Auch auf den restl. USB Ports funktioniert sie nicht.

*edit*
Auch auf nem anderen Laptop funktioniert die Maus nicht. =/

*edit edit*
Naja ich mach mich mal auf zu Mediamarkt, sollte ja noch Garantie drauf sein. 
Danke trotzdem für die Hilfe.


----------



## Gazeran (4. November 2011)

Es scheint der Interne Speicher der Maus Defekt zu sein (dort werden alle Keybinds gespeichert)


----------



## Dagonzo (4. November 2011)

Ok dann bleibt eigentlich nur noch folgendes. Ich habe eine Roccat Kone ohne [+]
Ich kann mich erinnern und hatte das gleiche Problem.
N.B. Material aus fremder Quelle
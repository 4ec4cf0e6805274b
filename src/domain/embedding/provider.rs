//! Embedding provider trait definition

use std::fmt::Debug;

use async_trait::async_trait;

use crate::domain::DomainError;

/// Trait for embedding providers (OpenAI, Cohere, etc.)
///
/// Callers treat provider failures as non-fatal: the cache degrades to
/// hash-only lookups when no embedding can be produced.
#[async_trait]
pub trait EmbeddingProvider: Send + Sync + Debug {
    /// Generate an embedding vector for the given text
    async fn embed(&self, text: &str) -> Result<Vec<f32>, DomainError>;

    /// Get the provider name
    fn provider_name(&self) -> &'static str;

    /// Get the embedding dimensions this provider produces
    fn dimensions(&self) -> usize;
}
Mal ging sie mal nicht.
Bei mir hat ein Update der Firmware geholfen.
Lade dir also mal die aktuelle runter:
http://www.roccat.org/Support/Gaming-Mice/ROCCAT-Kone-/

Vielleicht hilft das auch bei dir.


----------



## mristau (4. November 2011)

Ich hatte auch die Kone ohne +
Wenn die bei mir nicht mehr getan hat, hat meistens abstecken und neu anstecken wieder geholfen
Firmware Update eventuell machen und Treiber deinstallieren, neu runterladen+installieren


----------



## Loratus (4. November 2011)

Sodala, zurück vom Mediamarkt^^
Die hat ganz einfach den Geist aufgegeben, Laser unten leuchtete auch z.b. nimma.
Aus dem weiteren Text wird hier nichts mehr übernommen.